I've been using DALLE 3 for the last couple of months to do character Illustrations for my tabletop campaign. Sure, a lot of the results aren't great, but it takes me 10 minutes of fiddling with prompts and 5 minutes tops of post-processing to get really good results that would take a professional artist hours, if not days. I've seen some pretty impressive forays into animation as well on the research side of things.

3 years is a really long time in this field. I won't be surprised if all a studio needs at that point is a handful of artists to design models, backgrounds, and key frames to flesh out a script, then another handful to refine and polish.

[–] Quetzalcutlass@lemmy.world 2 points 10 months ago

Yes! AI subtools added to existing creative suites will be a huge part of the problem once they get good enough. What currently takes a varied team will be done by one artist, with AI filling in the gaps and adding the polish that the others would have covered.

For example, that recent AI art scandal with Magic the Gathering was apparently due to the artist using Photoshop's generative fill to speed up the process, which is why Wizards denied it was AI art at first.

[–] M500@lemmy.ml 4 points 10 months ago

I think big companies will have a mix of both.

I think a big job for the remaining artists will be to tweak or improve what the ai makes and then iterate on it.

[–] tsonfeir@lemm.ee 1 points 10 months ago

Crappy content still employs people.

[–] EdibleFriend@lemmy.world 1 points 10 months ago (2 children)

Scripts? Yeah. I doubt AI is ever gonna crank out a good script.

Animation? Look where we are already with AI. You really think we are that far off from quality animation from prompts?

[–] AA5B@lemmy.world 2 points 10 months ago

As if the Hallmark Channel ever needed more than one script

[–] linearchaos@lemmy.world 1 points 10 months ago (1 children)

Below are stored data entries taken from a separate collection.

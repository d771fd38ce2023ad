pub mod dialogs;
pub mod employee_panel;
pub mod gantt_chart;
pub mod theme;
pub mod toolbar;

Scripts could happen, but you'd need a hell of a lot more training data than we have now though. There are like 700,000-800,000 movies and maybe a few thousand of those are reasonably popular. You could probably make something that reasonably graded scripts without someone having to read all of them.

Animation is getting damn close. AI can generate the set completely and with the latest changes in image stability you can puppet ai art with generic actors. We're still lacking style though. One of the strong pulls in animation are the particulars of a shows art style. You can see one frame of the simpsons, southpark, futurama or bobs burgers and know what you're watching. it's still a little early to ask AI to make a full cohesive piece frame to frame

[–] EdibleFriend@lemmy.world 3 points 10 months ago

Yeah, I really doubt the scripts are gonna happen. Well....quality scripts. 100% gonna have shitty ai sitcoms and movies. It's unavoidable.

But yeah....we aren't anywhere near there yet for animation but this shit is going SO FUCKING FAST. three years from now like the guy in the article said? I could easily see high quality animation being cranked out by AI in that time.